Rehabilitation services in the UAE are inadequate, officials say

Rehabilitation services in the UAE are inadequate and lagging behind international standards, experts say.

Powered by automated translation

ABU DHABI // Rehabilitation services in the UAE are lagging behind international standards because of a shortage of experts in the field, medical officials have warned.

The number of people working in the field needs to be doubled with an emphasis on specialised services to give the best possible care to patients, said Dr Sabahat Asim Wasti, a consultant in rehabilitation at Sheikh Khalifa Medical City.

Dr Wasti described rehabilitation offerings across the UAE as inadequate as he made a presentation at the Abu Dhabi Medical Congress yesterday.

“We are not complying to international standards,” he said, addressing delegates attending the Rehabilitation Services in the UAE session at the Middle East Physical Medicine and Rehabilitation Conference.

“There is a high demand for rehabilitation services. People who have, for example, developed a weakness in the arm after a stroke, or lost the ability to speak after a traumatic brain injury or a child who is born with a neurological disability. In order for rehabilitation to be provided efficiently we need people who are trained in different spectrums: physical therapy, speech therapy, cognitive rehabilitation, occupational therapy, and specialist nurses in rehabilitation.

“But all of these are in shortfall at the moment. Numbers on the ground are very limited.”

Dr Wasti said a lack of training homegrown talent is contributing to the shortfall.

“We are heavily dependent on exporting the talent from outside the UAE,” he said. “The training opportunities in the UAE are limited and need to improve.”

Another issue is a lack of proper regulation to ensure those working in the rehabilitation field are meeting international standards, he said.

Dr Wasti estimated that about 500 medical professionals are working in the rehabilitation sector in Abu Dhabi, mostly physiotherapists.

“We need to double that pretty quickly if not quadruple it,” said Dr Wasti.

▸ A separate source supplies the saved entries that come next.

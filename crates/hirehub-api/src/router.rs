//! Route definitions for the HireHub HTTP API.
//!
//! All routes are organized by domain and mounted under `/api`.
//! The router receives `AppState` and passes it to all handlers via
//! Axum's `State` extractor.

use axum::{
    Router,
    routing::{delete, get, post, put},
};
use tower_http::trace::TraceLayer;

use crate::handlers;
use crate::middleware::cors::build_cors_layer;
use crate::state::AppState;

/// Build the complete Axum router with all routes and middleware.
pub fn build_router(state: AppState) -> Router {
    let api_routes = Router::new()
        .merge(auth_routes())
        .merge(user_routes())
        .merge(job_routes())
        .merge(employer_routes())
        .merge(admin_routes())
        .merge(health_routes());

    let cors = build_cors_layer(&state.config.server.cors);

    Router::new()
        .nest("/api", api_routes)
        .layer(TraceLayer::new_for_http())
        .layer(cors)
        .with_state(state)
}

/// Auth endpoints: register, login, refresh, logout.
fn auth_routes() -> Router<AppState> {
    Router::new()
        .route("/auth/register", post(handlers::auth::register))
        .route("/auth/login", post(handlers::auth::login))
        .route("/auth/refresh", get(handlers::auth::refresh))
        .route("/auth/logout", post(handlers::auth::logout))
}

/// Account self-service endpoints.
fn user_routes() -> Router<AppState> {
    Router::new()
        .route("/users/profile", get(handlers::account::get_profile))
        .route("/users/profile", put(handlers::account::update_profile))
        .route("/users/profile", delete(handlers::account::delete_account))
        .route("/users/password", put(handlers::account::change_password))
        .route("/users/applications", get(handlers::account::my_applications))
        .route(
            "/users/applications/{id}",
            delete(handlers::account::withdraw_application),
        )
        .route("/users/bookmarks", get(handlers::account::my_bookmarks))
        .route(
            "/users/jobs/{id}/apply",
            post(handlers::account::apply_to_job),
        )
        .route(
            "/users/jobs/{id}/bookmark",
            post(handlers::account::toggle_bookmark),
        )
}

/// Public job board endpoints.
fn job_routes() -> Router<AppState> {
    Router::new()
        .route("/jobs", get(handlers::job::list_jobs))
        .route("/jobs/{id}", get(handlers::job::get_job))
}

/// Employer job management endpoints.
fn employer_routes() -> Router<AppState> {
    Router::new()
        .route("/employers/jobs", get(handlers::job::list_my_jobs))
        .route("/employers/jobs", post(handlers::job::create_job))
        .route("/employers/jobs/{id}", put(handlers::job::update_job))
        .route("/employers/jobs/{id}", delete(handlers::job::delete_job))
        .route(
            "/employers/jobs/{id}/applications",
            get(handlers::job::job_applications),
        )
        .route(
            "/employers/applications/{id}/status",
            put(handlers::job::update_application_status),
        )
}

/// Admin oversight endpoints.
fn admin_routes() -> Router<AppState> {
    Router::new()
        .route("/admin/accounts", get(handlers::admin::list_accounts))
        .route(
            "/admin/accounts/{id}",
            delete(handlers::admin::delete_account),
        )
        .route(
            "/admin/applications",
            get(handlers::admin::list_applications),
        )
}

/// Health endpoints.
fn health_routes() -> Router<AppState> {
    Router::new().route("/health", get(handlers::health::health))
}
//! Request DTOs with validation.

use serde::{Deserialize, Serialize};
use validator::Validate;

use hirehub_entity::account::Role;
use hirehub_entity::application::ApplicationStatus;

/// Registration request body.
#[derive(Debug, Clone, Serialize, Deserialize, Validate)]
pub struct RegisterRequest {
    /// First name.
    #[validate(length(min = 1, message = "First name is required"))]
    pub first_name: String,
    /// Last name.
    #[validate(length(min = 1, message = "Last name is required"))]
    pub last_name: String,
    /// Email address, unique per account.
    #[validate(email(message = "A valid email is required"))]
    pub email: String,
    /// Plaintext password, hashed before storage.
    #[validate(length(min = 8, message = "Password must be at least 8 characters"))]
    pub password: String,
    /// Age, optional.
    #[validate(range(min = 16, max = 120))]
    pub age: Option<i32>,
    /// Requested role.
    pub role: Role,
}

/// Login request body.
#[derive(Debug, Clone, Serialize, Deserialize, Validate)]
pub struct LoginRequest {
    /// Email address.
    #[validate(email(message = "A valid email is required"))]
    pub email: String,
    /// Password.
    #[validate(length(min = 1, message = "Password is required"))]
    pub password: String,
}

/// Profile update request.
#[derive(Debug, Clone, Serialize, Deserialize, Validate)]
pub struct UpdateProfileRequest {
    /// First name.
    #[validate(length(min = 1, message = "First name is required"))]
    pub first_name: String,
    /// Last name.
    #[validate(length(min = 1, message = "Last name is required"))]
    pub last_name: String,
    /// Email address.
    #[validate(email(message = "A valid email is required"))]
    pub email: String,
    /// Age, optional.
    #[validate(range(min = 16, max = 120))]
    pub age: Option<i32>,
}

/// Password change request.
#[derive(Debug, Clone, Serialize, Deserialize, Validate)]
pub struct ChangePasswordRequest {
    /// Current password, verified before the change is applied.
    #[validate(length(min = 1, message = "Current password is required"))]
    pub current_password: String,
    /// New password.
    #[validate(length(min = 8, message = "Password must be at least 8 characters"))]
    pub new_password: String,
}

/// Account deletion request. Deleting an account requires re-entering
/// the password even with a valid token.
#[derive(Debug, Clone, Serialize, Deserialize, Validate)]
pub struct DeleteAccountRequest {
    /// Current password.
    #[validate(length(min = 1, message = "Password is required"))]
    pub password: String,
}

/// Job creation request (employer).
#[derive(Debug, Clone, Serialize, Deserialize, Validate)]
pub struct CreateJobRequest {
    /// Job title.
    #[validate(length(min = 1, message = "Title is required"))]
    pub title: String,
    /// Full description.
    #[validate(length(min = 1, message = "Description is required"))]
    pub description: String,
    /// Listed requirements.
    #[serde(default)]
    pub requirements: Vec<String>,
    /// Location.
    #[validate(length(min = 1, message = "Location is required"))]
    pub location: String,
}

/// Partial job update request (employer). Omitted fields are unchanged.
#[derive(Debug, Clone, Serialize, Deserialize)]
pub struct UpdateJobRequest {
    /// Job title.
    pub title: Option<String>,
    /// Full description.
    pub description: Option<String>,
    /// Listed requirements.
    pub requirements: Option<Vec<String>>,
    /// Location.
    pub location: Option<String>,
}

/// Job application request (applicant).
#[derive(Debug, Clone, Serialize, Deserialize, Validate)]
pub struct ApplyRequest {
    /// Resume text or link.
    #[validate(length(min = 1, message = "Resume is required"))]
    pub resume: String,
    /// Optional cover letter.
    pub cover_letter: Option<String>,
}

/// Application status change request (employer).
#[derive(Debug, Clone, Serialize, Deserialize)]
pub struct UpdateApplicationStatusRequest {
    /// New review status.
    pub status: ApplicationStatus,
}
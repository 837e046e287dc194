//! # hirehub-api
//!
//! HTTP API layer for HireHub built on Axum.
//!
//! Provides all REST endpoints, cookie handling, auth extractors, role
//! guards, DTOs, and error mapping.

pub mod app;
pub mod cookies;
pub mod dto;
pub mod error;
pub mod extractors;
pub mod handlers;
pub mod middleware;
pub mod router;
pub mod state;

pub use app::{build_app, run_server};
pub use error::ApiError;
pub use state::AppState;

Raafat Fathy Ramzy, of the Heath Authority Abu Dhabi, agreed that more professionals were needed in the field.

“We are very understaffed, especially in the private sector,” he said.

Mr Ramzy said a shortage of medical professionals could compromise the quality of care received by patients in rehabilitation.

Dr Yousif Alnuaimi, of the department of physical medicine and rehabilitation at Zayed Military Hospital, Abu Dhabi, also highlighted the problem of a shortage of rehabilitation provisions.

He welcomed plans to build the Dh596 million Abu Dhabi Medical Rehabilitation Centre in Khalifa City A which will have space for about 150 beds. The Abu Dhabi Executive Council has just approved the tender to build the centre.

The congress will continue Monday and conclude on Tuesday at the Abu Dhabi National Exhibition Centre.